* **EXERCISE OBJECTIVE**: One range is to be output from the listing below, exactly as written: the line with "fn as_any(&self) -> &dyn Any;" to the line with "pub fn downcast_ref<T: Message>(&self)", both kept.

* **PROVIDED DATA**:
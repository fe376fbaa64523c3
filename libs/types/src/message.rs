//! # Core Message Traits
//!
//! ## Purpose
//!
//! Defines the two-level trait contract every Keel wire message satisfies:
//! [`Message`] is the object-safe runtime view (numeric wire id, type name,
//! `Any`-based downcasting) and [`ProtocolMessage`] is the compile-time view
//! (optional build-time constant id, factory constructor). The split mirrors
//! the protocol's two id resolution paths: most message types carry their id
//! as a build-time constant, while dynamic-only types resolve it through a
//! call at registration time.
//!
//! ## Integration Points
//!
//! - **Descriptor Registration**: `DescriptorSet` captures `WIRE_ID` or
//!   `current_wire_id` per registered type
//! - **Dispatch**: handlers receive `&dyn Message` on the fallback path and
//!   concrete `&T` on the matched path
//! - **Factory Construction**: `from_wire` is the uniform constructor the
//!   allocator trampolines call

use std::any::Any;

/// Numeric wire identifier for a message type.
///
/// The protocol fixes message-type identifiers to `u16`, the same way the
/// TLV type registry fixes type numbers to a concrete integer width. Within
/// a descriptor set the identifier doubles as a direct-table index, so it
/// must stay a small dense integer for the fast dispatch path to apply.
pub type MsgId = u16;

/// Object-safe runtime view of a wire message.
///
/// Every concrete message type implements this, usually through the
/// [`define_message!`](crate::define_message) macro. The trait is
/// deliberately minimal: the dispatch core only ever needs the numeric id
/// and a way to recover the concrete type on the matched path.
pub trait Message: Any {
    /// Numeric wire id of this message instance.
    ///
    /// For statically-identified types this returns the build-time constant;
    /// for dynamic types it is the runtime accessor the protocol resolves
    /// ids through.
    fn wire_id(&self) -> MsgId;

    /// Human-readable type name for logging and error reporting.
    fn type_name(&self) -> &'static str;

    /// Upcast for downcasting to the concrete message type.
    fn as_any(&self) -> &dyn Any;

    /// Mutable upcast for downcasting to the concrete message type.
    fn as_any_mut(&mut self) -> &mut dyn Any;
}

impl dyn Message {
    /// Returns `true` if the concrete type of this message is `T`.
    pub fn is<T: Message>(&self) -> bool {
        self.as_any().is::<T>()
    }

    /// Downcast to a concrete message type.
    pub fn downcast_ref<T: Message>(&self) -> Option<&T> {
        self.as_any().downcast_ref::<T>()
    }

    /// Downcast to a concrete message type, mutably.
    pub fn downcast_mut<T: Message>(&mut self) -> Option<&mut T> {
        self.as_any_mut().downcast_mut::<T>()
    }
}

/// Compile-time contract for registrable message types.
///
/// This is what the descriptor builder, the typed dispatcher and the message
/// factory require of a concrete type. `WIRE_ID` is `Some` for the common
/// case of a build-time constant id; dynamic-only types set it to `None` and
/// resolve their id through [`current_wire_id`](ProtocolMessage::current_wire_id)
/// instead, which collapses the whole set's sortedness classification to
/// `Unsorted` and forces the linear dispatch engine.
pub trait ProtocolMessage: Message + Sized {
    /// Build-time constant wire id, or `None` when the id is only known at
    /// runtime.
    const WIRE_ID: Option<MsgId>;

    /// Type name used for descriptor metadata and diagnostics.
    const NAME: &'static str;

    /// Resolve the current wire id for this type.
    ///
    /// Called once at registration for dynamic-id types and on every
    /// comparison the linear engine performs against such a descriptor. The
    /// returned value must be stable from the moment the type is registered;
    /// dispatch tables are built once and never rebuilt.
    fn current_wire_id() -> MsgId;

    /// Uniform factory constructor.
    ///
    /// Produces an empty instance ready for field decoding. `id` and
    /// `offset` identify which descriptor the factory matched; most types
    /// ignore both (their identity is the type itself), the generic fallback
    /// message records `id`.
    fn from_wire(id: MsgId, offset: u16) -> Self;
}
* * *
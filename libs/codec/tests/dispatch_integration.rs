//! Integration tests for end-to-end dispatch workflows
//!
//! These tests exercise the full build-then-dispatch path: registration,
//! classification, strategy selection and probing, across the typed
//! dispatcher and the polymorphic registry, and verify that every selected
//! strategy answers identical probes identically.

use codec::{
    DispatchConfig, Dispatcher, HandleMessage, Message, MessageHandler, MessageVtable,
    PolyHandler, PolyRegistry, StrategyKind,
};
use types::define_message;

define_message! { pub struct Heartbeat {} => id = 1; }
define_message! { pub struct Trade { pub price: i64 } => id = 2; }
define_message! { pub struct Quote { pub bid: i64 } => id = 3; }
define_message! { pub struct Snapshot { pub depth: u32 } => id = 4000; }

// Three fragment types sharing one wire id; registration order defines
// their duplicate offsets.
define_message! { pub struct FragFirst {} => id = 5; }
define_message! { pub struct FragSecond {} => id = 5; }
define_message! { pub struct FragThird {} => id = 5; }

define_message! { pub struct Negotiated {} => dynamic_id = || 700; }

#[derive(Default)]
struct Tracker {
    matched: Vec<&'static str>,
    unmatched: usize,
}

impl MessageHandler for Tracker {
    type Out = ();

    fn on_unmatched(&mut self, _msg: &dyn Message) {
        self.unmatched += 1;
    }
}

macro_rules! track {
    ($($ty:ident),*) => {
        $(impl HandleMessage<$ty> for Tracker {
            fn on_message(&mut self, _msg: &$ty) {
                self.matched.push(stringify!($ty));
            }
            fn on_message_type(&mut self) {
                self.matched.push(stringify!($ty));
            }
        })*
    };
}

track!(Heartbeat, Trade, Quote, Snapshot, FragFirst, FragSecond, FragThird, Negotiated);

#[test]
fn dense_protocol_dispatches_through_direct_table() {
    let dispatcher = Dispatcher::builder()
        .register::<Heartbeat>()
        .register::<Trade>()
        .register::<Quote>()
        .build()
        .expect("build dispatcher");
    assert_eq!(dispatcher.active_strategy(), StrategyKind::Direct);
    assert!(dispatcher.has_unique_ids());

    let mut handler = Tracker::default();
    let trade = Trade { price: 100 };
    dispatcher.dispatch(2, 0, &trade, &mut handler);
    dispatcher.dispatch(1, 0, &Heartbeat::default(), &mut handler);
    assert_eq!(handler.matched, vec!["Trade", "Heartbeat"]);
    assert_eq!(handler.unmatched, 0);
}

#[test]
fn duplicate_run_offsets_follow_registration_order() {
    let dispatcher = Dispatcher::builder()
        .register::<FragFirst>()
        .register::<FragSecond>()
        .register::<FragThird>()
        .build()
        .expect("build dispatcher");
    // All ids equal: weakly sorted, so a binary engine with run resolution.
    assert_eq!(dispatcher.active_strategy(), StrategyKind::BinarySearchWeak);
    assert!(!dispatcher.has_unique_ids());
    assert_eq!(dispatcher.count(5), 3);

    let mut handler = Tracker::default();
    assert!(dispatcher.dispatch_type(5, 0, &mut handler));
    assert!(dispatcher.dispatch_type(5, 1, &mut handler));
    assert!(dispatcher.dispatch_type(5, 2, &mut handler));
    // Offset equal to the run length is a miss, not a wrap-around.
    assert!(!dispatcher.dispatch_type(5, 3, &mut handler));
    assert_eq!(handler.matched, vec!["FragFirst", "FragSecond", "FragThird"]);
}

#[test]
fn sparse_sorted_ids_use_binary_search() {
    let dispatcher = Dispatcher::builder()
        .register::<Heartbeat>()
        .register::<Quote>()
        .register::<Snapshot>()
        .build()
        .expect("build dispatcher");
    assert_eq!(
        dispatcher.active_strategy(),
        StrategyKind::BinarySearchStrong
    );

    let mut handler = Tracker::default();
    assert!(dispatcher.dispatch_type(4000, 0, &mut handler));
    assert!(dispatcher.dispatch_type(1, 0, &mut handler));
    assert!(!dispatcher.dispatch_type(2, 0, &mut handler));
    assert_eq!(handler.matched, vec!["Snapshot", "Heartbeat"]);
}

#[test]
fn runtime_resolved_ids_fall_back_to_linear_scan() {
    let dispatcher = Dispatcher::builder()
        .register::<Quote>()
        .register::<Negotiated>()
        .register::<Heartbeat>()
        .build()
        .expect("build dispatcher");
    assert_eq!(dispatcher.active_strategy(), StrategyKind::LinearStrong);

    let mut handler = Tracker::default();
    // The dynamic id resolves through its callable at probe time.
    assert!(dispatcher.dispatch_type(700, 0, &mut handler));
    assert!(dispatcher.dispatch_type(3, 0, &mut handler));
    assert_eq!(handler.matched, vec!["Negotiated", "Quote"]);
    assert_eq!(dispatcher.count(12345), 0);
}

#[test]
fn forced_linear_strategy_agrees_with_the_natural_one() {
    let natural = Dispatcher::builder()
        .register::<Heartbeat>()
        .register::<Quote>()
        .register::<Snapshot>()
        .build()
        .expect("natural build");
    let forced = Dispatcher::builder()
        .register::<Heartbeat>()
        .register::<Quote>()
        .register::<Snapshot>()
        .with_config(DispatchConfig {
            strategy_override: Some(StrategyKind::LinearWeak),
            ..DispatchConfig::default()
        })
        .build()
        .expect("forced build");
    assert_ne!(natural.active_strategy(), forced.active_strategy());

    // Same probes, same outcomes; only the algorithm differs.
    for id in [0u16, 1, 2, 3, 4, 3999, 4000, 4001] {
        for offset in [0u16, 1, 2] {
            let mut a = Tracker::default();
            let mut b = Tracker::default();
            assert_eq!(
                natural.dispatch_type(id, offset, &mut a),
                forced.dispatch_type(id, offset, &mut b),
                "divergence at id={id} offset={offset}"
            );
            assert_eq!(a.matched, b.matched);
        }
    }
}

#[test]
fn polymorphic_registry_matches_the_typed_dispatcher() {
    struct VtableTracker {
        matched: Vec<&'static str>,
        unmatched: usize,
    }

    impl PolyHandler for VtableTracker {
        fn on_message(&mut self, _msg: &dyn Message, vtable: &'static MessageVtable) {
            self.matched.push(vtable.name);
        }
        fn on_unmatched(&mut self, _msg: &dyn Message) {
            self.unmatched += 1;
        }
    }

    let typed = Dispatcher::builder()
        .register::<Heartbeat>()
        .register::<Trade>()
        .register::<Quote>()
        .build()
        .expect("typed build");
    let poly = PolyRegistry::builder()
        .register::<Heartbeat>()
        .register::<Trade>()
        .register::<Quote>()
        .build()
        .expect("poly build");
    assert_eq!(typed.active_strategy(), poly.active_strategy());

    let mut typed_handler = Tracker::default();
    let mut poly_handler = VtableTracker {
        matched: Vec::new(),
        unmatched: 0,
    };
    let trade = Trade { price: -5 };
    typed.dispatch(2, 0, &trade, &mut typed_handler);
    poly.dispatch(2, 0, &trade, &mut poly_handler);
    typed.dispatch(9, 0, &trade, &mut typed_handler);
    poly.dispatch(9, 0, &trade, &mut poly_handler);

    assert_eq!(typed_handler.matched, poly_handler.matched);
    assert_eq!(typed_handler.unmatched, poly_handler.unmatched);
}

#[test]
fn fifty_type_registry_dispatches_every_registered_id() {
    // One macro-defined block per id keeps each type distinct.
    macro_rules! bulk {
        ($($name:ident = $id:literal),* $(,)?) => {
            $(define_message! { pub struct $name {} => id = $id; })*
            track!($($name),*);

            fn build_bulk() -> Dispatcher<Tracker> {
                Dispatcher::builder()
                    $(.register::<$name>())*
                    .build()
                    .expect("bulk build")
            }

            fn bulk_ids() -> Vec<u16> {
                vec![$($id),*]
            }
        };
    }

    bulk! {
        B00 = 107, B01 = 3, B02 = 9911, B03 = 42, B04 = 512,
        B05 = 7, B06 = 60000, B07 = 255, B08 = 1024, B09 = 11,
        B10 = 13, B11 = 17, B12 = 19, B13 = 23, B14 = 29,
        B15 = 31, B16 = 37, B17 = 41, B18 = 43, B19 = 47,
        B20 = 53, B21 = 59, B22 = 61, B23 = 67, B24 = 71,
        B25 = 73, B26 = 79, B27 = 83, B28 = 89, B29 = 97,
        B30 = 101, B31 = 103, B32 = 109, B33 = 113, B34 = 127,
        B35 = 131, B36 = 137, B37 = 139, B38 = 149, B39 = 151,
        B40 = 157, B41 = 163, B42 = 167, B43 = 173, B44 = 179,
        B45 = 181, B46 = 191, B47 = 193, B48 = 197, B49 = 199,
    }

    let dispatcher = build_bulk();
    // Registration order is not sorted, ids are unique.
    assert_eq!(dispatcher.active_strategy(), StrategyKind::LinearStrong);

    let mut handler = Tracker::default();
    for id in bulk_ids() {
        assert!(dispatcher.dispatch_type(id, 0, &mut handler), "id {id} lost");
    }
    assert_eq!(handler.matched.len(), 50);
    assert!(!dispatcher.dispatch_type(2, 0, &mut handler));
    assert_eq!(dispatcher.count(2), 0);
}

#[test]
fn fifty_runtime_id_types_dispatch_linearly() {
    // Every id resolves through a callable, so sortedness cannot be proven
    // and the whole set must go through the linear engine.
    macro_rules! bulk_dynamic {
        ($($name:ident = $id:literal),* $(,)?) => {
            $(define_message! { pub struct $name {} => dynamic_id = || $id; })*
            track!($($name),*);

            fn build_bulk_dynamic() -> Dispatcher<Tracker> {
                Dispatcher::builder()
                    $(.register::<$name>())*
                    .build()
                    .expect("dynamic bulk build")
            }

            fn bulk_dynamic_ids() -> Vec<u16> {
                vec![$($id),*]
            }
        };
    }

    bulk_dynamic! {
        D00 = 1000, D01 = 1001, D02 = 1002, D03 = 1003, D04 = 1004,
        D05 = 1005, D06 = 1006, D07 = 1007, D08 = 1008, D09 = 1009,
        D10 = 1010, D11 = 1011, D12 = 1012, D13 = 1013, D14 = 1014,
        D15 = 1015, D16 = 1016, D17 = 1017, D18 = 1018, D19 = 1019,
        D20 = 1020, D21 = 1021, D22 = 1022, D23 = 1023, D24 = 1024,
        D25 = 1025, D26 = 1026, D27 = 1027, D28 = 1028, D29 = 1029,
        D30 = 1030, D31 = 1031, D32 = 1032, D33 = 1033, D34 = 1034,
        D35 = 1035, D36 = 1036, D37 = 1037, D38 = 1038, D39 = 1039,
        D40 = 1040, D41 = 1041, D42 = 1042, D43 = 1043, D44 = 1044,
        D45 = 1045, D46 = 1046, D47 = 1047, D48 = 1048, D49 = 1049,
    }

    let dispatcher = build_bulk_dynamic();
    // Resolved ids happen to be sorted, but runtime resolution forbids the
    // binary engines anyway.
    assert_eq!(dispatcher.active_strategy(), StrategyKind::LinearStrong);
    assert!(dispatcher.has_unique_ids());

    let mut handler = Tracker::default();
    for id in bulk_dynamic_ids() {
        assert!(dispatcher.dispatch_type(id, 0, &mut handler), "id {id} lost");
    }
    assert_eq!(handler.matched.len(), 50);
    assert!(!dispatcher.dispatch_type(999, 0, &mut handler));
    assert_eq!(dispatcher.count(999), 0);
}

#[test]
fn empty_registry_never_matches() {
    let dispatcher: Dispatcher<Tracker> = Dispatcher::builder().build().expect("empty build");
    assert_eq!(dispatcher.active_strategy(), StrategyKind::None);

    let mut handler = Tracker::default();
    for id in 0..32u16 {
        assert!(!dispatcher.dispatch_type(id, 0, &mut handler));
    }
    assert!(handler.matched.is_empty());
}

* **TASK OUTPUT**:
    fn as_any(&self) -> &dyn Any;

    /// Mutable upcast for downcasting to the concrete message type.
    fn as_any_mut(&mut self) -> &mut dyn Any;
}

impl dyn Message {
    /// Returns `true` if the concrete type of this message is `T`.
    pub fn is<T: Message>(&self) -> bool {
        self.as_any().is::<T>()
    }

    /// Downcast to a concrete message type.
    pub fn downcast_ref<T: Message>(&self) -> Option<&T> {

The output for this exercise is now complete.